“"The pilot moves the stick. The computer decides what the control surfaces actually do."”
Fly-by-wire (FBW) replaces mechanical control cables with electronic signals sent from the cockpit to actuators at the control surfaces. Earlier fly-by-wire aircraft included the Avro Canada CF-105 Arrow (first flew 1958) and operational types such as the A-5 Vigilante; NASA's 1972 F-8 Crusader was the first digital fly-by-wire aircraft without mechanical backup, used for research in the Digital Fly-by-Wire program.
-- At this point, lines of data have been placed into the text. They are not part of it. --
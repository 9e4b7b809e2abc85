/*
 * Copyright (c) 2024. Govcraft
 *
 * Licensed under either of
 *   * Apache License, Version 2.0 (the "License");
 *     you may not use this file except in compliance with the License.
 *     You may obtain a copy of the License at http://www.apache.org/licenses/LICENSE-2.0
 *   * MIT license: http://opensource.org/licenses/MIT
 *
 * Unless required by applicable law or agreed to in writing, software
 * distributed under the License is distributed on an "AS IS" BASIS,
 * WITHOUT WARRANTIES OR CONDITIONS OF ANY KIND, either express or implied.
 * See the applicable License for the specific language governing permissions and
 * limitations under that License.
 */

use std::fmt;
use std::sync::Arc;

use zerocopy::{FromBytes, Immutable, IntoBytes};

/// A shared, immutable byte buffer holding a packet's payload.
///
/// Cloning only bumps a reference count, so every copy of a [`Message`](super::Message)
/// sees the same bytes. The buffer is freed when the last clone is dropped.
/// The default value carries no payload.
///
/// Typed values go in through `zerocopy::IntoBytes` and come back out through
/// `zerocopy::FromBytes`; types declared with `#[postline_message]` implement both.
#[derive(Clone, Default, PartialEq, Eq, Hash)]
pub struct SmartPayload {
    bytes: Option<Arc<[u8]>>,
}

impl SmartPayload {
    /// A payload with no bytes.
    pub const fn empty() -> Self {
        Self { bytes: None }
    }

    /// Copies the bytes of a fixed-layout value into a new payload.
    pub fn from_value<T>(value: &T) -> Self
    where
        T: IntoBytes + Immutable + ?Sized,
    {
        Self::from_slice(value.as_bytes())
    }

    /// Copies raw bytes into a new payload.
    pub fn from_slice(bytes: &[u8]) -> Self {
        if bytes.is_empty() {
            Self::empty()
        } else {
            Self {
                bytes: Some(Arc::from(bytes)),
            }
        }
    }

    /// Number of payload bytes.
    pub fn len(&self) -> usize {
        self.bytes.as_deref().map_or(0, <[u8]>::len)
    }

    /// Whether the payload carries no bytes.
    pub fn is_empty(&self) -> bool {
        self.len() == 0
    }

    /// The raw payload bytes.
    pub fn as_bytes(&self) -> &[u8] {
        self.bytes.as_deref().unwrap_or(&[])
    }

    /// Reads the payload back as `T`.
    ///
    /// Returns `None` unless the payload is exactly `size_of::<T>()` bytes long.
    pub fn read<T: FromBytes>(&self) -> Option<T> {
        T::read_from_bytes(self.as_bytes()).ok()
    }

    /// Number of live clones sharing this buffer. Zero for an empty payload.
    pub fn share_count(&self) -> usize {
        self.bytes.as_ref().map_or(0, Arc::strong_count)
    }
}

impl<T> From<&T> for SmartPayload
where
    T: IntoBytes + Immutable + ?Sized,
{
    fn from(value: &T) -> Self {
        Self::from_value(value)
    }
}

impl From<Vec<u8>> for SmartPayload {
    fn from(bytes: Vec<u8>) -> Self {
        if bytes.is_empty() {
            Self::empty()
        } else {
            Self {
                bytes: Some(Arc::from(bytes)),
            }
        }
    }
}

impl From<()> for SmartPayload {
    fn from((): ()) -> Self {
        Self::empty()
    }
}

impl fmt::Debug for SmartPayload {
    fn fmt(&self, f: &mut fmt::Formatter<'_>) -> fmt::Result {
        f.debug_struct("SmartPayload")
            .field("len", &self.len())
            .finish()
    }
}

#[cfg(test)]
mod tests {
    use super::*;
    use zerocopy::{FromBytes, Immutable, IntoBytes, KnownLayout};

    #[derive(FromBytes, IntoBytes, Immutable, KnownLayout, Debug, Clone, Copy, PartialEq)]
    #[repr(C)]
    struct Position {
        x: i32,
        y: i32,
    }

    #[test]
    fn test_default_payload_is_empty() {
        let payload = SmartPayload::default();
        assert!(payload.is_empty());
        assert_eq!(payload.as_bytes(), &[] as &[u8]);
        assert_eq!(payload.share_count(), 0);
        assert_eq!(SmartPayload::from(()), payload);
    }

    #[test]
    fn test_typed_value_reads_back() {
        let position = Position { x: -4, y: 1024 };
        let payload = SmartPayload::from(&position);

        assert_eq!(payload.len(), 8);
        assert_eq!(payload.read::<Position>(), Some(position));
        assert_eq!(payload.read::<u32>(), None);
    }

    #[test]
    fn test_clones_share_one_buffer() {
        let payload = SmartPayload::from(vec![1u8, 2, 3]);
        let copy = payload.clone();

        assert_eq!(payload.share_count(), 2);
        assert!(std::ptr::eq(payload.as_bytes(), copy.as_bytes()));

        drop(copy);
        assert_eq!(payload.share_count(), 1);
    }
}
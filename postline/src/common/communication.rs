/*
 * Copyright (c) 2024. Govcraft
 *
 * Licensed under either of
 *   * Apache License, Version 2.0 (the "License");
 *     you may not use this file except in compliance with the License.
 *     You may obtain a copy of the License at http://www.apache.org/licenses/LICENSE-2.0
 *   * MIT license: http://opensource.org/licenses/MIT
 *
 * Unless required by applicable law or agreed to in writing, software
 * distributed under the License is distributed on an "AS IS" BASIS,
 * WITHOUT WARRANTIES OR CONDITIONS OF ANY KIND, either express or implied.
 * See the applicable License for the specific language governing permissions and
 * limitations under that License.
 */

use std::time::Instant;

use tracing::{trace, warn};

use crate::common::response_tracker::PendingAcknowledge;
use crate::common::{DispatcherConfig, DispatcherStats, ResponseCallback, ResponseTracker};
use crate::message::{
    CommunicationError, ComponentId, Header, HeaderType, Identifier, ResponseHandle,
    ResponseOutcome, SmartPayload, BROADCAST,
};
use crate::traits::Backend;

/// Sending side of a dispatcher, borrowed for the duration of one call.
///
/// Postmen receive an `Outbox` so the handlers they invoke can answer and
/// send new requests through the same backend and tracker as the dispatcher.
pub struct Outbox<'a> {
    backend: &'a mut dyn Backend,
    tracker: &'a mut ResponseTracker,
    config: &'a DispatcherConfig,
    stats: &'a DispatcherStats,
    now: Instant,
}

impl<'a> Outbox<'a> {
    pub(crate) fn new(
        backend: &'a mut dyn Backend,
        tracker: &'a mut ResponseTracker,
        config: &'a DispatcherConfig,
        stats: &'a DispatcherStats,
        now: Instant,
    ) -> Self {
        Self {
            backend,
            tracker,
            config,
            stats,
            now,
        }
    }

    /// A [`Communication`] sending on behalf of `component`.
    pub fn communication(&mut self, component: ComponentId) -> Communication<'_> {
        Communication::new(component, self.reborrow())
    }

    fn reborrow(&mut self) -> Outbox<'_> {
        Outbox {
            backend: &mut *self.backend,
            tracker: &mut *self.tracker,
            config: self.config,
            stats: self.stats,
            now: self.now,
        }
    }

    pub(crate) fn transmit(
        &mut self,
        header: Header,
        payload: SmartPayload,
    ) -> Result<(), CommunicationError> {
        if let Err(e) = self.backend.send_packet(&header, &payload) {
            self.stats.record_send_failure();
            warn!(header = %header, error = %e, "Failed to send packet");
            return Err(e);
        }
        self.stats.record_sent();
        trace!(header = %header, len = payload.len(), "Packet sent");

        if self.config.acknowledge && header.requires_acknowledge() {
            self.tracker.expect_acknowledge(PendingAcknowledge {
                header,
                payload,
                deadline: self.now + self.config.acknowledge_timeout(),
                retransmissions: 0,
            });
        }
        Ok(())
    }

    pub(crate) fn retransmit(&mut self, mut entry: PendingAcknowledge) {
        match self.backend.send_packet(&entry.header, &entry.payload) {
            Ok(()) => self.stats.record_retransmission(),
            Err(e) => {
                self.stats.record_send_failure();
                warn!(header = %entry.header, error = %e, "Failed to retransmit packet");
            }
        }
        entry.retransmissions += 1;
        entry.deadline = self.now + self.config.acknowledge_timeout();
        self.tracker.expect_acknowledge(entry);
    }

    /// Answers a received directed header with an acknowledge.
    pub(crate) fn send_acknowledge(&mut self, received: &Header) {
        let ack = received.acknowledge();
        match self.backend.send_packet(&ack, &SmartPayload::empty()) {
            Ok(()) => {
                self.stats.record_acknowledge_sent();
                trace!(header = %ack, "Acknowledge sent");
            }
            Err(e) => {
                self.stats.record_send_failure();
                warn!(header = %ack, error = %e, "Failed to send acknowledge");
            }
        }
    }

    fn expect_response(
        &mut self,
        requester: ComponentId,
        responder: ComponentId,
        identifier: Identifier,
        callback: ResponseCallback,
    ) {
        let deadline = self.now + self.config.response_timeout();
        self.tracker
            .expect_response(requester, responder, identifier, deadline, callback);
    }
}

/// The API a component uses to talk to other components.
///
/// Bound to one component id, which becomes the source of everything sent
/// through it. None of the operations block; they hand the packet to the
/// backend and return.
///
/// ```rust,ignore
/// let mut comm = dispatcher.communication(SENDER);
/// comm.call_action_with_callback(RECEIVER, SET_POSITION, &position, |comm, outcome| {
///     if outcome.is_response() {
///         let _ = comm.publish_event(POSITION_REACHED, ());
///     }
/// })?;
/// ```
pub struct Communication<'a> {
    component: ComponentId,
    outbox: Outbox<'a>,
}

impl<'a> Communication<'a> {
    pub(crate) fn new(component: ComponentId, outbox: Outbox<'a>) -> Self {
        Self { component, outbox }
    }

    /// The component this facade sends for.
    pub fn component(&self) -> ComponentId {
        self.component
    }

    /// Calls `action` on `receiver` without waiting for an answer.
    ///
    /// # Errors
    ///
    /// [`CommunicationError::InvalidDestination`] if `receiver` is the broadcast
    /// address, or the backend's error if the packet cannot be queued.
    pub fn call_action(
        &mut self,
        receiver: ComponentId,
        action: Identifier,
        data: impl Into<SmartPayload>,
    ) -> Result<(), CommunicationError> {
        if receiver == BROADCAST {
            return Err(CommunicationError::InvalidDestination);
        }
        let header = Header::request(receiver, self.component, action);
        self.outbox.transmit(header, data.into())
    }

    /// Calls `action` on `receiver` and runs `callback` with the answer.
    ///
    /// The callback runs exactly once: with the response, the negative
    /// response, or [`ResponseOutcome::Timeout`] once the configured response
    /// timeout has passed. Nothing is registered if sending fails.
    ///
    /// # Errors
    ///
    /// Same as [`call_action`](Self::call_action).
    pub fn call_action_with_callback<F>(
        &mut self,
        receiver: ComponentId,
        action: Identifier,
        data: impl Into<SmartPayload>,
        callback: F,
    ) -> Result<(), CommunicationError>
    where
        F: FnOnce(&mut Communication<'_>, ResponseOutcome) + Send + 'static,
    {
        self.call_action(receiver, action, data)?;
        self.outbox
            .expect_response(self.component, receiver, action, Box::new(callback));
        Ok(())
    }

    /// Answers the request behind `handle` positively.
    ///
    /// # Errors
    ///
    /// The backend's error if the packet cannot be queued.
    pub fn send_response(
        &mut self,
        handle: &ResponseHandle,
        data: impl Into<SmartPayload>,
    ) -> Result<(), CommunicationError> {
        self.answer(HeaderType::Response, handle, data.into())
    }

    /// Answers the request behind `handle` negatively.
    ///
    /// # Errors
    ///
    /// The backend's error if the packet cannot be queued.
    pub fn send_negative_response(
        &mut self,
        handle: &ResponseHandle,
        data: impl Into<SmartPayload>,
    ) -> Result<(), CommunicationError> {
        self.answer(HeaderType::NegativeResponse, handle, data.into())
    }

    /// Publishes `event` to every subscriber.
    ///
    /// # Errors
    ///
    /// The backend's error if the packet cannot be queued.
    pub fn publish_event(
        &mut self,
        event: Identifier,
        data: impl Into<SmartPayload>,
    ) -> Result<(), CommunicationError> {
        self.outbox
            .transmit(Header::event(self.component, event), data.into())
    }

    fn answer(
        &mut self,
        kind: HeaderType,
        handle: &ResponseHandle,
        payload: SmartPayload,
    ) -> Result<(), CommunicationError> {
        let header = Header::new(
            kind,
            false,
            handle.source(),
            self.component,
            handle.packet_identifier(),
        );
        self.outbox.transmit(header, payload)
    }
}
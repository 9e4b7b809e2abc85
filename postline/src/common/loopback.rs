/*
 * Copyright (c) 2024. Govcraft
 *
 * Licensed under either of
 *   * Apache License, Version 2.0 (the "License");
 *     you may not use this file except in compliance with the License.
 *     You may obtain a copy of the License at http://www.apache.org/licenses/LICENSE-2.0
 *   * MIT license: http://opensource.org/licenses/MIT
 *
 * Unless required by applicable law or agreed to in writing, software
 * distributed under the License is distributed on an "AS IS" BASIS,
 * WITHOUT WARRANTIES OR CONDITIONS OF ANY KIND, either express or implied.
 * See the applicable License for the specific language governing permissions and
 * limitations under that License.
 */

//! In-process backend.
//!
//! A [`LoopbackBus`] connects any number of [`LoopbackBackend`] endpoints,
//! like nodes on a shared wire: every packet sent by any endpoint is queued
//! for every endpoint, the sender included. A single endpoint on its own bus
//! hands every sent packet back to its own dispatcher.

use std::collections::VecDeque;
use std::sync::{Arc, Weak};

use parking_lot::Mutex;
use tracing::trace;

use crate::message::{CommunicationError, Header, Message, SmartPayload};
use crate::traits::Backend;

type Inbox = Arc<Mutex<VecDeque<Message>>>;

/// A shared wire connecting [`LoopbackBackend`] endpoints.
#[derive(Clone, Default)]
pub struct LoopbackBus {
    endpoints: Arc<Mutex<Vec<Weak<Mutex<VecDeque<Message>>>>>>,
}

impl LoopbackBus {
    /// Creates a bus with no endpoints.
    pub fn new() -> Self {
        Self::default()
    }

    /// Attaches a new endpoint. It sees packets sent from now on.
    pub fn endpoint(&self) -> LoopbackBackend {
        let inbox = Inbox::default();
        self.endpoints.lock().push(Arc::downgrade(&inbox));
        LoopbackBackend {
            inbox,
            bus: self.clone(),
        }
    }

    /// Number of endpoints still attached.
    pub fn endpoint_count(&self) -> usize {
        self.endpoints
            .lock()
            .iter()
            .filter(|endpoint| endpoint.strong_count() > 0)
            .count()
    }

    fn broadcast(&self, message: &Message) {
        let mut endpoints = self.endpoints.lock();
        endpoints.retain(|endpoint| match endpoint.upgrade() {
            Some(inbox) => {
                inbox.lock().push_back(message.clone());
                true
            }
            None => false,
        });
    }
}

/// One endpoint of a [`LoopbackBus`].
pub struct LoopbackBackend {
    inbox: Inbox,
    bus: LoopbackBus,
}

impl LoopbackBackend {
    /// An endpoint on a bus of its own.
    pub fn new() -> Self {
        LoopbackBus::new().endpoint()
    }

    /// The bus this endpoint is attached to.
    pub fn bus(&self) -> &LoopbackBus {
        &self.bus
    }

    /// Packets waiting to be taken.
    pub fn queued(&self) -> usize {
        self.inbox.lock().len()
    }
}

impl Default for LoopbackBackend {
    fn default() -> Self {
        Self::new()
    }
}

impl Backend for LoopbackBackend {
    fn send_packet(
        &mut self,
        header: &Header,
        payload: &SmartPayload,
    ) -> Result<(), CommunicationError> {
        trace!(header = %header, "loopback send");
        self.bus.broadcast(&Message::new(*header, payload.clone()));
        Ok(())
    }

    fn is_packet_available(&self) -> bool {
        !self.inbox.lock().is_empty()
    }

    fn get_packet(&mut self) -> Option<Message> {
        self.inbox.lock().pop_front()
    }
}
The first commercial airliner with full FBW was the Airbus A320, introduced in 1988. The advantage is that computers can stabilize inherently unstable aircraft—like the F-117 Nighthawk, which could not be flown without its quadruple-redundant FBW system. FBW also enables envelope protection, preventing the pilot from exceeding the aircraft's structural or aerodynamic limits. Critics have raised concerns about "mode confusion," where pilots do not understand what the automation is doing. The Airbus A320 crash at Habsheim in 1988, where the aircraft entered alpha protection and the pilot could not override it, remains a case study in the design philosophy of "the computer knows best." Boeing's approach, by contrast, allows more pilot override authority. Both philosophies have advantages and risks.
The Garmin G1000 NXi integrated flight deck in the Epic E1000GX uses digital signal processing for flight control augmentation, a direct descendant of NASA's FBW research. Understanding how digital control systems interpret pilot inputs is essential for safe operation of advanced avionics.